Advancing Type 1 Diabetes: Screening, Staging, and Management

About This Series

Type 1 diabetes (T1D) is a chronic autoimmune disease that leads to destruction of beta cells, loss of insulin production, and dependence on insulin therapy for survival. The majority of patients with T1D, more than 75%, have poorly controlled glycated hemoglobin (HbA1c) > 7%, leading to cardiovascular disease, kidney disease, retinopathy, and metabolic syndrome. Approximately half of newly diagnosed children present with life-threatening diabetic ketoacidosis, which is a result of acute, severe hyperglycemia. This suggests that T1D often is unrecognized until overt hyperglycemia occurs. But, before progressing to the clinical stage, T1D progresses through asymptomatic stages in which HbA1c remains normal, and insulin treatment is not yet needed. The immunologic and metabolic features during these asymptomatic stages may help identify persons at risk of developing clinical T1D before overt hyperglycemia occurs and lifelong insulin therapy is required. Recent evidence suggests that emerging immune agents can delay the decline in beta cell function, highlighting the importance of identifying patients at risk.

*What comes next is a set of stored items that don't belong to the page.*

//! OSIS markup converter.
//!
//! Handles the OSIS constructs that occur inside verse text: `<w>` word
//! elements carrying Strong's and morphology attributes, `<note>`
//! subtrees (dropped entirely), `<divineName>` (unwrapped, optionally
//! uppercased), quotes, translator changes, segments, poetry lines,
//! highlights, milestones and verse/chapter markers (all unwrapped).

use lazy_static::lazy_static;
use regex::Regex;

use crate::types::ConversionResult;

use super::{decode_entities, tokenize, MarkupConverter, Token};

lazy_static! {
    static ref STRONGS_RE: Regex = Regex::new(r"strong:([HG]\d+[a-z]?)").expect("strongs regex");
    static ref MORPH_PREFIX_RE: Regex =
        Regex::new(r"^(?:robinson:|strongMorph:|oshm:|packard:)").expect("morph prefix regex");
}

#[derive(Default)]
pub struct OsisConverter {
    /// Uppercase the content of `<divineName>` (small-caps rendering).
    pub uppercase_divine_name: bool,
}

impl MarkupConverter for OsisConverter {
    fn convert(&self, raw: &str) -> ConversionResult {
        let mut result = ConversionResult::default();
        let mut text = String::with_capacity(raw.len());
        let mut skip_depth: usize = 0;
        // Byte offset in `text` where the innermost divineName started.
        let mut divine_start: Option<usize> = None;
        let mut divine_depth: usize = 0;

        for token in tokenize(raw) {
            match token {
                Token::Text(s) => {
                    if skip_depth == 0 {
                        text.push_str(s);
                    }
                }
                Token::Tag(tag) => {
                    let name = tag.name();
                    if name.eq_ignore_ascii_case("note") {
                        if tag.is_closing() {
                            skip_depth = skip_depth.saturating_sub(1);
                        } else if !tag.is_self_closing() {
                            skip_depth += 1;
                        }
                        continue;
                    }
                    if skip_depth > 0 {
                        continue;
                    }

                    if name.eq_ignore_ascii_case("w") && !tag.is_closing() {
                        if let Some(lemma) = tag.attr("lemma") {
                            for caps in STRONGS_RE.captures_iter(lemma) {
                                result.strongs.push(caps[1].to_string());
                            }
                        }
                        if let Some(morph) = tag.attr("morph") {
                            for code in morph.split_whitespace() {
                                let code = MORPH_PREFIX_RE.replace(code, "");
                                if !code.is_empty() {
                                    result.morph.push(code.into_owned());
                                }
                            }
                        }
                        continue;
                    }

                    if name.eq_ignore_ascii_case("divineName") {
                        if tag.is_closing() {
                            divine_depth = divine_depth.saturating_sub(1);
                            if divine_depth == 0 {
                                if let Some(start) = divine_start.take() {
                                    if self.uppercase_divine_name {
                                        let upper = text[start..].to_uppercase();
                                        text.truncate(start);
                                        text.push_str(&upper);
                                    }
                                }
                            }
                        } else if !tag.is_self_closing() {
                            if divine_depth == 0 {
                                divine_start = Some(text.len());
                            }
                            divine_depth += 1;
                        }
                        continue;
                    }

                    // Everything else is void: q, transChange, seg, l, lg,
                    // hi, title, reference, milestone, verse, chapter, ...
                }
            }
        }

        result.text = decode_entities(text);
        result
    }
}

#[cfg(test)]
mod tests {
    use super::*;

    fn convert(raw: &str) -> ConversionResult {
        OsisConverter::default().convert(raw)
    }

    #[test]
    fn plain_text_round_trips() {
        let input = "In the beginning God created the heaven and the earth.";
        assert_eq!(convert(input).text, input);
    }

    #[test]
    fn word_elements_feed_side_channels() {
        let input = r#"<w lemma="strong:H07225">In the beginning</w> <w lemma="strong:H0430" morph="strongMorph:TH8804">God</w> created"#;
        let result = convert(input);
        assert_eq!(result.text, "In the beginning God created");
        assert_eq!(result.strongs, vec!["H07225", "H0430"]);
        assert_eq!(result.morph, vec!["TH8804"]);
    }

    #[test]
    fn multiple_lemmas_in_one_word() {
        let result = convert(r#"<w lemma="strong:H0853 strong:H08064">the heaven</w>"#);
        assert_eq!(result.strongs, vec!["H0853", "H08064"]);
    }

    #[test]
    fn note_subtree_is_dropped() {
        let input = r#"for they shall be comforted.<note type="study">Or, <hi type="italic">consoled</hi></note> Blessed"#;
        assert_eq!(convert(input).text, "for they shall be comforted. Blessed");
    }

    #[test]
    fn divine_name_unwraps_and_optionally_uppercases() {
        let input = "And the <divineName>Lord</divineName> spake";
        assert_eq!(convert(input).text, "And the Lord spake");

        let upper = OsisConverter {
            uppercase_divine_name: true,
        };
        assert_eq!(upper.convert(input).text, "And the LORD spake");
    }

    #[test]
    fn structural_tags_are_void() {
        let input = r#"<q who="Jesus" marker="">Verily</q> <transChange type="added">I say</transChange> <seg>unto</seg> you<milestone type="x-p"/>"#;
        assert_eq!(convert(input).text, "Verily I say unto you");
    }

    #[test]
    fn entities_decode_after_tag_removal() {
        assert_eq!(convert("mercy &amp; truth"), ConversionResult {
            text: "mercy & truth".to_string(),
            ..Default::default()
        });
    }

    #[test]
    fn unclosed_note_never_panics() {
        let result = convert("<note>dangling footnote");
        assert_eq!(result.text, "");
    }

    #[test]
    fn spacing_is_exact() {
        let input = "a  <w>b</w>   c";
        assert_eq!(convert(input).text, "a  b   c");
    }
}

On November 17, 2022, the US Food and Drug Administration (FDA) approved teplizumab-mzwv, a first-in class anti-CD3 monoclonal antibody, to delay the onset of stage 3 T1D in adults and pediatric patients over 8 years old at-risk of disease progression (ie, those who currently have stage 2 T1D). Common adverse reactions of teplizumab-mzwv include lymphopenia, rash, leukopenia, and headache.